Le16/06/2026 ParMe BERTHO-BRIAND
Articles Défense pénale
Thèmeavocat pénaliste Lyon Code pénal procédure pénale tribunal correctionnel Tribunal Judiciaire de Lyon

Commentaire de l’arrêt de la cour d’appel de Lyon, 4e chambre des appels correctionnels, 16 juin 2026.

La comparution immédiate repose sur un équilibre fragile. D’un côté, la célérité de la réponse pénale. De l’autre, la protection des droits de la défense. Par un arrêt du 16 juin 2026, la 4e chambre des appels correctionnels de la cour d’appel de Lyon tranche une question née de la réforme du 20 novembre 2023. Un prévenu placé sous contrôle judiciaire, mais qui ne comparaît pas à l’audience, peut-il être jugé en son absence sans avoir donné son accord exprès ? La cour répond par la négative. Elle annule le jugement de première instance et le déclare inopposable à l’intéressée. La décision mérite l’attention, car elle révèle une lacune de la loi et lui apporte une réponse protectrice.

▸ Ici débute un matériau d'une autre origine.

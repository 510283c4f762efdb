//! Fixed-rate clock tests

use gravlab_core::clock::TickClock;
use gravlab_core::params::{MAX_TICKS_PER_FRAME, TICK_RATE};

#[test]
fn test_ticks_follow_elapsed_time_not_frames() {
    // Same second of wall time split into 2 or 8 frames yields the same ticks
    let mut slow = TickClock::new(4.0, 16);
    let mut fast = TickClock::new(4.0, 16);

    let slow_ticks: usize = (0..2).map(|_| slow.advance(0.5)).sum();
    let fast_ticks: usize = (0..8).map(|_| fast.advance(0.125)).sum();

    assert_eq!(slow_ticks, 4);
    assert_eq!(fast_ticks, 4);
}

#[test]
fn test_partial_time_carries_over() {
    let mut clock = TickClock::new(4.0, 16);

    assert_eq!(clock.advance(0.125), 0);
    assert_eq!(clock.pending(), 0.125);
    assert_eq!(clock.advance(0.125), 1);
    assert_eq!(clock.pending(), 0.0);
    assert_eq!(clock.advance(0.375), 1);
    assert_eq!(clock.pending(), 0.125);
}

#[test]
fn test_catch_up_is_capped() {
    let mut clock = TickClock::new(4.0, 3);

    assert_eq!(clock.advance(10.0), 3);
    // Backlog is dropped once the cap is hit
    assert_eq!(clock.pending(), 0.0);
    assert_eq!(clock.advance(0.25), 1);
}

#[test]
fn test_bad_frame_times_are_ignored() {
    let mut clock = TickClock::new(4.0, 16);

    assert_eq!(clock.advance(-1.0), 0);
    assert_eq!(clock.advance(f64::NAN), 0);
    assert_eq!(clock.advance(f64::INFINITY), 0);
    assert_eq!(clock.pending(), 0.0);
}

#[test]
fn test_default_clock_runs_sixty_ticks_per_second() {
    let mut clock = TickClock::default();
    assert_eq!(clock.max_ticks, MAX_TICKS_PER_FRAME);
    assert_eq!(clock.tick_length, 1.0 / TICK_RATE);

    // One second delivered at 120 Hz
    let ticks: usize = (0..120).map(|_| clock.advance(1.0 / 120.0)).sum();
    assert!((59..=60).contains(&ticks), "got {} ticks", ticks);
}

Les faits : un vol en récidive et une audience manquée

Les faits sont d’une grande banalité. Le 8 novembre 2025, une femme est interpellée dans un centre commercial lyonnais pour le vol de trente-neuf produits cosmétiques, d’une valeur totale de 327,20 euros. Les objets sont restitués au magasin. La mise en cause reconnaît les faits. Elle explique avoir voulu revendre les produits afin d’obtenir un peu d’argent pour se nourrir. Elle se trouve en état de récidive légale, ayant déjà été condamnée pour des faits similaires.

La suite de la procédure est, en revanche, beaucoup plus instructive. Le 9 novembre 2025, la prévenue est déférée devant le procureur de la République en vue d’une comparution immédiate. Le même jour, le juge des libertés et de la détention refuse de la placer en détention provisoire. Il ordonne son placement sous contrôle judiciaire jusqu’à sa comparution devant le tribunal correctionnel, fixée au lendemain, le 10 novembre 2025.

Or, à cette audience, la prévenue ne comparaît pas. Son avocat est présent, mais sans mandat de représentation. Malgré cette absence, le tribunal correctionnel de Lyon la juge. Il la déclare coupable, la condamne à quatre mois d’emprisonnement, révoque à hauteur de quatre mois un sursis probatoire antérieur et décerne un mandat d’arrêt à son encontre. Sur l’action civile, il fait droit à la demande de la partie civile.

Le ministère public interjette alors appel du seul dispositif pénal du jugement. Son objectif est singulier : il demande à la cour de dire si le tribunal pouvait, ou non, juger en son absence un prévenu placé sous contrôle judiciaire qui ne s’était pas présenté à l’audience à laquelle il savait devoir comparaître. Sur le fond, le parquet général requiert la confirmation de la culpabilité et des peines, mais sans mandat d’arrêt. La défense, de son côté, soutient que le tribunal ne pouvait pas juger l’affaire le 10 novembre 2025 et qu’il aurait dû ordonner le renvoi.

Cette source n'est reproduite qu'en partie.